I enquired what he meant by that. "Well if it passed by the off stump by, say, nine inches I would then want to bowl the next ball a bit straighter, say three inches outside off stump."

At this point I wanted to get up, grab him by the neck and shake him. Why? Because it may sound impressive for a bowler to strive for such perfection but it is totally unrealistic.

Glenn McGrath, Curtly Ambrose and Shaun Pollock, three of the most accurate bowlers cricket has produced, would never set such unrealistic goals. In such a situation they would just try to bowl the same ball again and again, knowing that there would be a natural change in the line and length because men are not robots.

"I have not yet got the patience to bowl the ball on the same spot time and time again," he said. "I know what I should have done today but I didn't quite get it right. It's frustrating because over the last couple of years I have worked so hard at my cricket, yet I haven't been able to crack it and return to the form I had.

"There are times when I put too much pressure on myself and become too intense about my cricket, but this is because I am desperate to succeed. I don't think I will ever get back to the frame of mind I had when I first played in Australia because from now on there will always be some sort of expectation. Then I just couldn't believe I was there and just got on with it, whatever happened. I didn't really think about my cricket I just ran up and bowled.
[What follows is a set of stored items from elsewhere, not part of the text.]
// SPDX-License-Identifier: MIT OR Apache-2.0
//! End-to-end editing scenarios driven through `EditorSession`.

use std::collections::HashSet;

use egui::{Key, Modifiers, PointerButton, Pos2};
use flowgraph_editor_graph::registry::{BRANCH_TYPE, STATE_TYPE, SUBGRAPH_TYPE};
use flowgraph_editor_graph::{
    create_flow_registry, ConnectionError, EditorConfig, EditorSession, Graph, InputEvent, NodeId,
    NodeKind, ReorderDirection, SocketId,
};

fn session_with(config: EditorConfig) -> EditorSession {
    EditorSession::new(Graph::with_entry_nodes("Flow"), config, create_flow_registry())
}

fn session() -> EditorSession {
    session_with(EditorConfig::default())
}

fn output(session: &EditorSession, node: NodeId) -> SocketId {
    session.graph().node(node).unwrap().outputs[0].id
}

fn input(session: &EditorSession, node: NodeId) -> SocketId {
    session.graph().node(node).unwrap().inputs[0].id
}

fn socket_connections(session: &EditorSession, socket: SocketId) -> usize {
    session.graph().socket(socket).unwrap().connections.len()
}

fn press(session: &mut EditorSession, pos: Pos2, modifiers: Modifiers) {
    session.handle_input(InputEvent::PointerPressed {
        pos,
        button: PointerButton::Primary,
        modifiers,
        time: 0.0,
    });
}

fn move_to(session: &mut EditorSession, pos: Pos2) {
    session.handle_input(InputEvent::PointerMoved {
        pos,
        modifiers: Modifiers::NONE,
    });
}

fn escape(session: &mut EditorSession) {
    session.handle_input(InputEvent::Key {
        key: Key::Escape,
        pressed: true,
        modifiers: Modifiers::NONE,
    });
}

fn drag_to(session: &mut EditorSession, pos: Pos2) {
    session.handle_input(InputEvent::PointerMoved {
        pos,
        modifiers: Modifiers::NONE,
    });
    session.handle_input(InputEvent::PointerReleased {
        pos,
        button: PointerButton::Primary,
        modifiers: Modifiers::NONE,
    });
}

#[test]
fn test_connect_twice_is_rejected_noop() {
    let mut session = session();
    let a = session.add_node(STATE_TYPE, [200.0, 200.0]).unwrap();
    let b = session.add_node(STATE_TYPE, [500.0, 200.0]).unwrap();
    let (out, inp) = (output(&session, a), input(&session, b));

    let id = session.connect(out, inp).unwrap();
    assert_eq!(socket_connections(&session, out), 1);
    assert_eq!(socket_connections(&session, inp), 1);
    assert!(session.graph().socket(out).unwrap().connections.contains(&id));
    assert!(session.graph().socket(inp).unwrap().connections.contains(&id));

    let undo_depth = session.history().undo_label().map(str::to_string);
    assert_eq!(session.connect(inp, out), Err(ConnectionError::AlreadyConnected));
    assert_eq!(session.graph().connection_count(), 1);
    assert_eq!(socket_connections(&session, out), 1);
    assert_eq!(socket_connections(&session, inp), 1);
    assert_eq!(session.history().undo_label().map(str::to_string), undo_depth);
}

#[test]
fn test_drag_at_zoom_two_moves_by_half_delta() {
    let mut config = EditorConfig::default();
    config.snap_to_grid = false;
    let mut session = session_with(config);
    let a = session.add_node(STATE_TYPE, [100.0, 100.0]).unwrap();
    let b = session.add_node(STATE_TYPE, [400.0, 100.0]).unwrap();
    session.zoom_at(Pos2::ZERO, 10.0);
    assert_eq!(session.view().zoom(), 2.0);

    session.select([a, b]);
    // A's header spans world y 200..248 at this zoom
    press(&mut session, Pos2::new(300.0, 210.0), Modifiers::NONE);
    drag_to(&mut session, Pos2::new(350.0, 260.0));

    assert_eq!(session.graph().node(a).unwrap().position, [125.0, 125.0]);
    assert_eq!(session.graph().node(b).unwrap().position, [425.0, 125.0]);
    assert_eq!(session.history().undo_label(), Some("Move nodes"));

    session.undo();
    assert_eq!(session.graph().node(a).unwrap().position, [100.0, 100.0]);
}

#[test]
fn test_shift_box_select_is_symmetric_difference() {
    let mut session = session();
    let a = session.add_node(STATE_TYPE, [200.0, 200.0]).unwrap();
    let b = session.add_node(STATE_TYPE, [200.0, 400.0]).unwrap();
    let c = session.add_node(STATE_TYPE, [500.0, 200.0]).unwrap();
    session.select([a]);

    press(&mut session, Pos2::new(150.0, 150.0), Modifiers::SHIFT);
    drag_to(&mut session, Pos2::new(720.0, 300.0));

    assert_eq!(session.selection().to_vec(), vec![c]);
    assert!(!session.selection().contains(b));
}

#[test]
fn test_undo_redo_connect() {
    let mut session = session();
    let a = session.add_node(STATE_TYPE, [200.0, 200.0]).unwrap();
    let b = session.add_node(STATE_TYPE, [500.0, 200.0]).unwrap();
    session.connect(output(&session, a), input(&session, b)).unwrap();

    assert!(session.undo());
    assert_eq!(session.graph().connection_count(), 0);
    assert_eq!(socket_connections(&session, output(&session, a)), 0);

    assert!(session.redo());
    assert_eq!(session.graph().connection_count(), 1);
    assert_eq!(socket_connections(&session, output(&session, a)), 1);
    assert_eq!(socket_connections(&session, input(&session, b)), 1);
}

#[test]
fn test_override_socket_never_exceeds_one_connection() {
    let mut session = session();
    let a = session.add_node(STATE_TYPE, [0.0, 200.0]).unwrap();
    let targets: Vec<NodeId> = (0..4)
        .map(|i| session.add_node(STATE_TYPE, [300.0, 100.0 * i as f32]).unwrap())
        .collect();
    let out = output(&session, a);

    for target in targets.iter().chain(targets.iter().rev()) {
        let _ = session.connect(out, input(&session, *target));
        assert!(socket_connections(&session, out) <= 1);
    }
    assert_eq!(session.graph().connection_count(), 1);

    // Multiple inputs accumulate
    let sink = targets[0];
    for source in &targets[1..] {
        session.connect(output(&session, *source), input(&session, sink)).unwrap();
    }
    assert_eq!(socket_connections(&session, input(&session, sink)), 4);
    assert_eq!(socket_connections(&session, out), 1);
}

#[test]
fn test_paste_is_isomorphic_and_disjoint() {
    let mut session = session();
    let a = session.add_node(STATE_TYPE, [100.0, 100.0]).unwrap();
    let b = session.add_node(STATE_TYPE, [400.0, 100.0]).unwrap();
    let c = session.add_node(STATE_TYPE, [700.0, 100.0]).unwrap();
    let outside = session.add_node(STATE_TYPE, [1000.0, 100.0]).unwrap();
    session.connect(output(&session, a), input(&session, b)).unwrap();
    session.connect(output(&session, b), input(&session, c)).unwrap();
    session.connect(output(&session, c), input(&session, outside)).unwrap();

    session.select([a, b, c]);
    assert_eq!(session.copy_selection(), 3);
    let pasted = session.paste_at([100.0, 600.0]);
    assert_eq!(pasted.len(), 3);

    let originals: HashSet<NodeId> = [a, b, c, outside].into_iter().collect();
    let original_sockets: HashSet<SocketId> = [a, b, c, outside]
        .iter()
        .flat_map(|id| session.graph().node(*id).unwrap().sockets().map(|s| s.id).collect::<Vec<_>>())
        .collect();
    let graph = session.graph();

    let mut copies: Vec<_> = pasted.iter().map(|id| graph.node(*id).unwrap()).collect();
    copies.sort_by(|x, y| x.position[0].total_cmp(&y.position[0]));
    assert_eq!(
        copies.iter().map(|n| n.position).collect::<Vec<_>>(),
        vec![[100.0, 600.0], [400.0, 600.0], [700.0, 600.0]]
    );
    for node in &copies {
        assert!(!originals.contains(&node.id));
        for socket in node.sockets() {
            assert!(!original_sockets.contains(&socket.id));
            assert_eq!(socket.node_id, node.id);
        }
    }

    let pasted_set: HashSet<NodeId> = pasted.iter().copied().collect();
    let internal: Vec<_> = graph
        .connections()
        .filter(|c| pasted_set.contains(&c.output_node) || pasted_set.contains(&c.input_node))
        .collect();
    assert_eq!(internal.len(), 2);
    for connection in &internal {
        assert!(pasted_set.contains(&connection.output_node));
        assert!(pasted_set.contains(&connection.input_node));
    }
    assert!(graph.are_connected(copies[0].outputs[0].id, copies[1].inputs[0].id));
    assert!(graph.are_connected(copies[1].outputs[0].id, copies[2].inputs[0].id));
    assert!(copies[2].outputs[0].connections.is_empty());
    assert_eq!(graph.connection_count(), 5);
}

#[test]
fn test_zoom_stays_clamped_and_rounded() {
    let mut session = session();
    let config = session.config().clone();
    for steps in [3.0, 7.5, -0.37, 40.0, -100.0, 0.123, 12.0, -1.01] {
        session.handle_input(InputEvent::Scroll {
            pos: Pos2::new(123.0, 45.0),
            steps,
        });
        let zoom = session.view().zoom();
        assert!(zoom >= config.min_zoom && zoom <= config.max_zoom, "zoom {zoom}");
        assert_eq!(zoom, (zoom * 100.0).round() / 100.0);
    }
}

#[test]
fn test_soft_delete_of_entry_nodes_is_noop() {
    let mut session = session();
    let start = session
        .graph()
        .nodes()
        .find(|n| n.kind == NodeKind::Start)
        .map(|n| n.id)
        .unwrap();
    assert_eq!(session.remove_nodes(&[start]), 0);
    assert!(session.graph().contains_node(start));
    assert!(!session.can_undo());

    let sub = session.add_node(SUBGRAPH_TYPE, [300.0, 0.0]).unwrap();
    assert!(session.open_subgraph(sub));
    let entries: Vec<NodeId> = session.graph().node_ids().collect();
    assert_eq!(entries.len(), 2);
    assert_eq!(session.remove_nodes(&entries), 0);
    assert_eq!(session.graph().node_count(), 2);
}

#[test]
fn test_disconnect_socket_is_idempotent() {
    let mut session = session();
    let a = session.add_node(STATE_TYPE, [200.0, 200.0]).unwrap();
    let b = session.add_node(STATE_TYPE, [500.0, 200.0]).unwrap();
    let out = output(&session, a);
    session.connect(out, input(&session, b)).unwrap();

    assert_eq!(session.disconnect_socket(out), 1);
    let label = session.history().undo_label().map(str::to_string);
    assert_eq!(session.disconnect_socket(out), 0);
    assert_eq!(session.graph().connection_count(), 0);
    assert_eq!(socket_connections(&session, input(&session, b)), 0);
    assert_eq!(session.history().undo_label().map(str::to_string), label);
}

#[test]
fn test_escape_during_connect_leaves_no_trace() {
    let mut session = session();
    let a = session.add_node(STATE_TYPE, [200.0, 200.0]).unwrap();
    let b = session.add_node(STATE_TYPE, [500.0, 200.0]).unwrap();
    let label = session.history().undo_label().map(str::to_string);

    // A's output anchor
    press(&mut session, Pos2::new(380.0, 235.0), Modifiers::NONE);
    assert_eq!(session.state().name(), "Connect");
    move_to(&mut session, Pos2::new(502.0, 236.0));
    escape(&mut session);
    assert!(session.state().is_idle());

    drag_to(&mut session, Pos2::new(502.0, 236.0));
    assert_eq!(session.graph().connection_count(), 0);
    assert_eq!(socket_connections(&session, output(&session, a)), 0);
    assert_eq!(socket_connections(&session, input(&session, b)), 0);
    assert_eq!(session.history().undo_label().map(str::to_string), label);
}

#[test]
fn test_rejected_mutations_keep_redo_history() {
    let mut session = session();
    let a = session.add_node(STATE_TYPE, [200.0, 200.0]).unwrap();
    let b = session.add_node(BRANCH_TYPE, [500.0, 200.0]).unwrap();
    assert!(session.undo());
    assert!(session.can_redo());
    let undo = session.history().undo_label().map(str::to_string);
    let redo = session.history().redo_label().map(str::to_string);
    assert!(!session.graph().contains_node(b));

    let inp = input(&session, a);
    let out = output(&session, a);
    assert!(!session.reorder_socket(inp, ReorderDirection::Up));
    assert!(!session.reorder_socket(out, ReorderDirection::Down));
    assert!(session.connect(out, out).is_err());
    assert_eq!(session.disconnect_socket(out), 0);
    assert_eq!(session.remove_nodes(&[b]), 0);

    // A drag cancelled with Escape after crossing the threshold
    press(&mut session, Pos2::new(250.0, 210.0), Modifiers::NONE);
    move_to(&mut session, Pos2::new(300.0, 260.0));
    escape(&mut session);
    assert_eq!(session.graph().node(a).unwrap().position, [200.0, 200.0]);

    assert!(session.can_redo());
    assert_eq!(session.history().undo_label().map(str::to_string), undo);
    assert_eq!(session.history().redo_label().map(str::to_string), redo);
    assert!(session.redo());
    assert!(session.graph().contains_node(b));
}

#[test]
fn test_press_near_socket_edge_starts_connect() {
    let mut session = session();
    session.add_node(STATE_TYPE, [200.0, 200.0]).unwrap();
    // Input row spans y 224..246; press just below it
    press(&mut session, Pos2::new(250.0, 248.0), Modifiers::NONE);
    assert_eq!(session.state().name(), "Connect");
}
"Now, especially with the bowling attack England have, when I run up to bowl I'm thinking I have got to do this, this and this to get past them and get back in the side."

Anderson will need to bowl with consistency for Lancashire before the selectors consider him for Test cricket, but anyone with an interest in England's fortunes will hope that, having reached this junction, he does not turn left or right, but storms straight ahead.